■ REQUIRED ACTION: Copy out each line in the material below that has the word "TokenIssuer".

■ GIVEN INFORMATION:
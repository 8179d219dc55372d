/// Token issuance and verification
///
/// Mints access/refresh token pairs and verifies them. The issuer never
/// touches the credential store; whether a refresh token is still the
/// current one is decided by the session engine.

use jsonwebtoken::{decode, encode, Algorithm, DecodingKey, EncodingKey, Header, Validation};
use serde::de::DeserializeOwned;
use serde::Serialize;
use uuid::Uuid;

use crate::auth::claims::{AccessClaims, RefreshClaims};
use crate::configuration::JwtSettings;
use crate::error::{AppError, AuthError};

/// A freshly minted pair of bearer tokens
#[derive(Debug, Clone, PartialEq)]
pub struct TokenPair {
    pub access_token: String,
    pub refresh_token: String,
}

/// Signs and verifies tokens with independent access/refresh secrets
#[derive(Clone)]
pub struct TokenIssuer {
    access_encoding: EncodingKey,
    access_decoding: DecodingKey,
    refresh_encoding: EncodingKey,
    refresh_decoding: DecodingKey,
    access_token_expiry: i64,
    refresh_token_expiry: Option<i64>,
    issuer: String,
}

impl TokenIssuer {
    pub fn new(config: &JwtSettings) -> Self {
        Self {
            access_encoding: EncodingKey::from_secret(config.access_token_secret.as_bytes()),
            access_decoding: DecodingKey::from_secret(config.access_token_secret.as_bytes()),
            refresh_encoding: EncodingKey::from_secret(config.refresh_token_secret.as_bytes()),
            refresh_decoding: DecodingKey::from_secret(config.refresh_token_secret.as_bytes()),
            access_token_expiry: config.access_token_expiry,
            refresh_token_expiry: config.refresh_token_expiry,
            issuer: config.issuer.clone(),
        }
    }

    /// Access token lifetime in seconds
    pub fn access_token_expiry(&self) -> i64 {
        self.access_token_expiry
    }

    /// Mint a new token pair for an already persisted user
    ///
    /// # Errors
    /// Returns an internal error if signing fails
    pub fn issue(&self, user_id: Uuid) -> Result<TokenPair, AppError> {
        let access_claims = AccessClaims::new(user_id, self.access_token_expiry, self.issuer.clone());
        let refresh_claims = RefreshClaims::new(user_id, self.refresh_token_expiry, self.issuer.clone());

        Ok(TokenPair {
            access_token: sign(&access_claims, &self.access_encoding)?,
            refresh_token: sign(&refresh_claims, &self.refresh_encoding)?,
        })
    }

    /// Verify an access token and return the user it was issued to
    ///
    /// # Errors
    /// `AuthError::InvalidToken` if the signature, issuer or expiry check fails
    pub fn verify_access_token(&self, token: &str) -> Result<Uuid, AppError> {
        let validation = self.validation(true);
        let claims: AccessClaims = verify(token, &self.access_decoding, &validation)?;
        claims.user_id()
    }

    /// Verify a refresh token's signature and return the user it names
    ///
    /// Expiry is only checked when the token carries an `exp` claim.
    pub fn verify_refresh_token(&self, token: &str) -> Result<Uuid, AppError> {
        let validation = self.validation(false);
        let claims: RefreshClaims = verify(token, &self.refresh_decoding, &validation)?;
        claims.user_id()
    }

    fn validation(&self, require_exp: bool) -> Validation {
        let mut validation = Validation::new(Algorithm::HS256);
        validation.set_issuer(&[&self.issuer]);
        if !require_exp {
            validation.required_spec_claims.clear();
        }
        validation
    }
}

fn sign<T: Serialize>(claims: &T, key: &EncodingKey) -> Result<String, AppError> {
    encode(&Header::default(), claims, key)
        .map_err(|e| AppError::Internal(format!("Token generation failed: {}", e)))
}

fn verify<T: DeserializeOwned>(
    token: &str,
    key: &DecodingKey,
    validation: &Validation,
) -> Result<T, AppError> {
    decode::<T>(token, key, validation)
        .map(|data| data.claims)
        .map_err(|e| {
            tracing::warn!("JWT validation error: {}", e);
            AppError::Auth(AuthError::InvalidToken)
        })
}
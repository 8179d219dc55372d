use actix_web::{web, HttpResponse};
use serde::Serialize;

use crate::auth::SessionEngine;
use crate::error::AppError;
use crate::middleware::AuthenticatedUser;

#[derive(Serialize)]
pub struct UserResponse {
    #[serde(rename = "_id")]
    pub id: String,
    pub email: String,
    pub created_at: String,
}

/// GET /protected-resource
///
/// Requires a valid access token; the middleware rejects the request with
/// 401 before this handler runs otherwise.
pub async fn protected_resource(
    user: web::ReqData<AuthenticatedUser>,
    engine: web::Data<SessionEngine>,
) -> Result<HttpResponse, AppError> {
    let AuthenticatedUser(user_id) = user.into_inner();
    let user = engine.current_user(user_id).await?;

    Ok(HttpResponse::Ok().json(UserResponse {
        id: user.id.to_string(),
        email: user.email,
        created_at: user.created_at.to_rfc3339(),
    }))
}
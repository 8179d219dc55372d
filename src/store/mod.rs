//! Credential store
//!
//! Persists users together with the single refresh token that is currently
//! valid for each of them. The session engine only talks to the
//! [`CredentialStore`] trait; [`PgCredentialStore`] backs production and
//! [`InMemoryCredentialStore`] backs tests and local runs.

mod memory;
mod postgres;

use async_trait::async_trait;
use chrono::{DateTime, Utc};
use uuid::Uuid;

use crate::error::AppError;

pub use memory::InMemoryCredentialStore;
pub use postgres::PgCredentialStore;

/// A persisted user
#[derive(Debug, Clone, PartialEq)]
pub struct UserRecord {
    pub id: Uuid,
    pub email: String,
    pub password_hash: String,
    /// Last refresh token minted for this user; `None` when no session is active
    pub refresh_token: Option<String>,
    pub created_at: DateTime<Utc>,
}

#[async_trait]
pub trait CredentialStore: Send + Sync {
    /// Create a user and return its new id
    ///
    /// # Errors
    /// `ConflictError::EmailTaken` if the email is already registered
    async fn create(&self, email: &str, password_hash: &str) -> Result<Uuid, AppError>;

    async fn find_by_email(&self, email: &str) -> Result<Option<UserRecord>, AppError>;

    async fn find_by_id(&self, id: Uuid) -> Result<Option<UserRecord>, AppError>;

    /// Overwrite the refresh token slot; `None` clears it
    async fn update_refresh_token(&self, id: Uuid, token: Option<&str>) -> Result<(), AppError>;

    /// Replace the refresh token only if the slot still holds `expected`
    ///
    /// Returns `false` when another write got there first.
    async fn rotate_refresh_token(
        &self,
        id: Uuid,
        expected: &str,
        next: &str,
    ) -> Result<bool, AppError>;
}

■ RESULT FOR THIS TASK:
pub struct TokenIssuer {
impl TokenIssuer {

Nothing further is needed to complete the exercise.